Her son also repeated his father’s earlier threat, “this crap is not going on while she is in court about me”. She brought her observation to the attention of the Single Expert (Custody Evaluator). They recommended more Family Therapy. During Family Law proceedings, her ex-partner sought an extension of the Family Violence Order.
Ostracised and Stigmatised
“M” is from a family-oriented culture that places great weight on gendered family roles. Her women’s peer groups and social networks ostracised her because her son rejected her and because his father made her out to be a bad mother.
“M’ found her stigmatisation difficult, “I don’t talk about my family; I do everything I can not to disclose my situation. I often make up stories”. Her abuse socially alienated her, isolating her from her social groups. “M”‘s mother died before she saw her grandson again.

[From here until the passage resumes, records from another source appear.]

use serde_json::json;
use std::io::{BufRead, BufReader, Write};
use std::path::PathBuf;
use std::process::{Child, ChildStdin, ChildStdout, Command, Stdio};
use std::time::{SystemTime, UNIX_EPOCH};

fn temp_dir(prefix: &str) -> PathBuf {
    let p = std::env::temp_dir().join(format!(
        "{}-{}",
        prefix,
        SystemTime::now()
            .duration_since(UNIX_EPOCH)
            .expect("clock")
            .as_nanos()
    ));
    std::fs::create_dir_all(&p).expect("create temp dir");
    p
}

fn spawn_sidecar() -> (Child, ChildStdin, BufReader<ChildStdout>) {
    let exe = env!("CARGO_BIN_EXE_attendanced");
    let mut child = Command::new(exe)
        .stdin(Stdio::piped())
        .stdout(Stdio::piped())
        .stderr(Stdio::null())
        .spawn()
        .expect("spawn attendanced");
    let stdin = child.stdin.take().expect("child stdin");
    let stdout = child.stdout.take().expect("child stdout");
    (child, stdin, BufReader::new(stdout))
}

fn request(
    stdin: &mut ChildStdin,
    reader: &mut BufReader<ChildStdout>,
    id: &str,
    method: &str,
    params: serde_json::Value,
) -> serde_json::Value {
    let payload = json!({
        "id": id,
        "method": method,
        "params": params,
    });
    writeln!(stdin, "{}", payload).expect("write request");
    stdin.flush().expect("flush request");

    let mut line = String::new();
    reader.read_line(&mut line).expect("read response line");
    let value: serde_json::Value = serde_json::from_str(line.trim()).expect("parse response json");
    assert_eq!(value.get("id").and_then(|v| v.as_str()), Some(id));
    value
}

fn request_ok(
    stdin: &mut ChildStdin,
    reader: &mut BufReader<ChildStdout>,
    id: &str,
    method: &str,
    params: serde_json::Value,
) -> serde_json::Value {
    let value = request(stdin, reader, id, method, params);
    assert_eq!(
        value.get("ok").and_then(|v| v.as_bool()),
        Some(true),
        "{} failed: {}",
        method,
        value
    );
    value.get("result").cloned().unwrap_or(json!({}))
}

fn request_err_code(
    stdin: &mut ChildStdin,
    reader: &mut BufReader<ChildStdout>,
    id: &str,
    method: &str,
    params: serde_json::Value,
) -> String {
    let value = request(stdin, reader, id, method, params);
    assert_eq!(
        value.get("ok").and_then(|v| v.as_bool()),
        Some(false),
        "{} unexpectedly succeeded: {}",
        method,
        value
    );
    value
        .get("error")
        .and_then(|e| e.get("code"))
        .and_then(|v| v.as_str())
        .unwrap_or("unknown")
        .to_string()
}


fn open_workspace_with_math(
    stdin: &mut ChildStdin,
    reader: &mut BufReader<ChildStdout>,
    workspace: &PathBuf,
) {
    request_ok(
        stdin,
        reader,
        "ws",
        "workspace.select",
        json!({ "path": workspace.to_string_lossy() }),
    );
    request_ok(
        stdin,
        reader,
        "lesson",
        "lessons.upsert",
        json!({
            "lesson": {
                "name": "Math",
                "weekday": "Mon",
                "period": "1-2",
                "beginDate": "2025-04-01",
                "endDate": "2025-07-31"
            }
        }),
    );
    for id in ["S1", "S2", "S3"] {
        request_ok(
            stdin,
            reader,
            &format!("add-{}", id),
            "students.add",
            json!({ "studentId": id }),
        );
    }
}

#[test]
fn finalize_writes_one_record_per_roster_student() {
    let workspace = temp_dir("attendanced-session-finalize");
    let (mut child, mut stdin, mut reader) = spawn_sidecar();
    open_workspace_with_math(&mut stdin, &mut reader, &workspace);

    let opened = request_ok(
        &mut stdin,
        &mut reader,
        "1",
        "session.open",
        json!({ "lessonName": "Math", "date": "2025-04-29" }),
    );
    let session_id = opened
        .get("sessionId")
        .and_then(|v| v.as_str())
        .expect("sessionId")
        .to_string();
    assert_eq!(opened.get("state").and_then(|v| v.as_str()), Some("open"));
    assert_eq!(
        opened.get("outsideLessonWindow").and_then(|v| v.as_bool()),
        Some(false)
    );
    assert_eq!(
        opened.get("roster").and_then(|v| v.as_array()).map(|a| a.len()),
        Some(3)
    );

    assert_eq!(
        request_err_code(
            &mut stdin,
            &mut reader,
            "2",
            "session.markPresent",
            json!({ "sessionId": session_id, "studentIds": [] }),
        ),
        "validation_failed"
    );
    assert_eq!(
        request_err_code(
            &mut stdin,
            &mut reader,
            "3",
            "session.markPresent",
            json!({ "sessionId": session_id, "studentIds": ["S1", "S9"] }),
        ),
        "validation_failed"
    );

    let marked = request_ok(
        &mut stdin,
        &mut reader,
        "4",
        "session.markPresent",
        json!({ "sessionId": session_id, "studentIds": ["S1"] }),
    );
    assert_eq!(marked.get("newlyMarked").and_then(|v| v.as_u64()), Some(1));
    let again = request_ok(
        &mut stdin,
        &mut reader,
        "5",
        "session.markPresent",
        json!({ "sessionId": session_id, "studentIds": ["S1"] }),
    );
    assert_eq!(again.get("newlyMarked").and_then(|v| v.as_u64()), Some(0));
    assert_eq!(again.get("presentCount").and_then(|v| v.as_u64()), Some(1));

    let got = request_ok(
        &mut stdin,
        &mut reader,
        "6",
        "session.get",
        json!({ "sessionId": session_id }),
    );
    assert_eq!(
        got.get("roster"),
        Some(&json!([
            { "studentId": "S1", "present": true },
            { "studentId": "S2", "present": false },
            { "studentId": "S3", "present": false }
        ]))
    );

    let finalized = request_ok(
        &mut stdin,
        &mut reader,
        "7",
        "session.finalize",
        json!({ "sessionId": session_id }),
    );
    assert_eq!(finalized.get("recordCount").and_then(|v| v.as_u64()), Some(3));

    // Finalized sessions are released.
    assert_eq!(
        request_err_code(
            &mut stdin,
            &mut reader,
            "8",
            "session.get",
            json!({ "sessionId": session_id }),
        ),
        "not_found"
    );

    let listed = request_ok(&mut stdin, &mut reader, "9", "submissions.list", json!({}));
    let expected = json!([
        { "date": "2025-04-29", "lesson": "Math", "weekday": "Mon", "period": "1-2", "studentId": "S1", "status": "Present" },
        { "date": "2025-04-29", "lesson": "Math", "weekday": "Mon", "period": "1-2", "studentId": "S2", "status": "Absent" },
        { "date": "2025-04-29", "lesson": "Math", "weekday": "Mon", "period": "1-2", "studentId": "S3", "status": "Absent" }
    ]);
    assert_eq!(listed.get("records"), Some(&expected));

    let summary = request_ok(&mut stdin, &mut reader, "10", "submissions.summary", json!({}));
    assert_eq!(
        summary.pointer("/sessions/0/absentStudentIds"),
        Some(&json!(["S2", "S3"]))
    );
    assert_eq!(
        summary.pointer("/sessions/0/fullPresence").and_then(|v| v.as_bool()),
        Some(false)
    );

    drop(stdin);
    let _ = child.wait();
    let _ = std::fs::remove_dir_all(workspace);
}

#[test]
fn session_open_rejects_unknown_lesson_and_abandon_writes_nothing() {
    let workspace = temp_dir("attendanced-session-abandon");
    let (mut child, mut stdin, mut reader) = spawn_sidecar();
    open_workspace_with_math(&mut stdin, &mut reader, &workspace);

    assert_eq!(
        request_err_code(
            &mut stdin,
            &mut reader,
            "1",
            "session.open",
            json!({ "lessonName": "History", "date": "2025-04-29" }),
        ),
        "not_found"
    );
    assert_eq!(
        request_err_code(
            &mut stdin,
            &mut reader,
            "2",
            "session.open",
            json!({ "lessonName": "Math", "date": "29/04/2025" }),
        ),
        "validation_failed"
    );

    let opened = request_ok(
        &mut stdin,
        &mut reader,
        "3",
        "session.open",
        json!({ "lessonName": "Math", "date": "2025-09-01" }),
    );
    assert_eq!(
        opened.get("outsideLessonWindow").and_then(|v| v.as_bool()),
        Some(true)
    );
    let session_id = opened
        .get("sessionId")
        .and_then(|v| v.as_str())
        .expect("sessionId")
        .to_string();
    request_ok(
        &mut stdin,
        &mut reader,
        "4",
        "session.markPresent",
        json!({ "sessionId": session_id, "studentIds": ["S2"] }),
    );
    request_ok(
        &mut stdin,
        &mut reader,
        "5",
        "session.abandon",
        json!({ "sessionId": session_id }),
    );

    let listed = request_ok(&mut stdin, &mut reader, "6", "submissions.list", json!({}));
    assert_eq!(listed.get("records"), Some(&json!([])));

    drop(stdin);
    let _ = child.wait();
    let _ = std::fs::remove_dir_all(workspace);
}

“M” was subsequently diagnosed with PTSD. Her ex-partner threatened to subpoena all of her medical records. She realised her records would also include her consultations about post-natal depression. She was unable to continue. “M” concluded that she always had to be on the defensive.
Coerced into Useless Orders by Consent
She withdrew her applications after her ex-partner refused to comply with the orders for the second round of Reportable Family Therapy. She agreed to Orders by Consent that allowed her and her son to contact each other. He never returned her telephone calls or e-mails. He blocked her from his social media accounts. His father only contacted her if there were child support issues. True to his threat, she has not seen her son since.
Unemployed and ostracised by her community, “M” felt overwhelmed. Her ex-partner had carried out every threat he made with impunity. Family Law experts treated her situation as a family relationship problem to which she contributed because she was too terrorised to argue her case.
Declaration and Dedication
I have based this account on accounts and details a client gave me years ago. This client shared with me certain materials and information that made me consider this account accurate.
I want to dedicate this article to this client who must remain anonymous and to all alienated parents who stay silenced.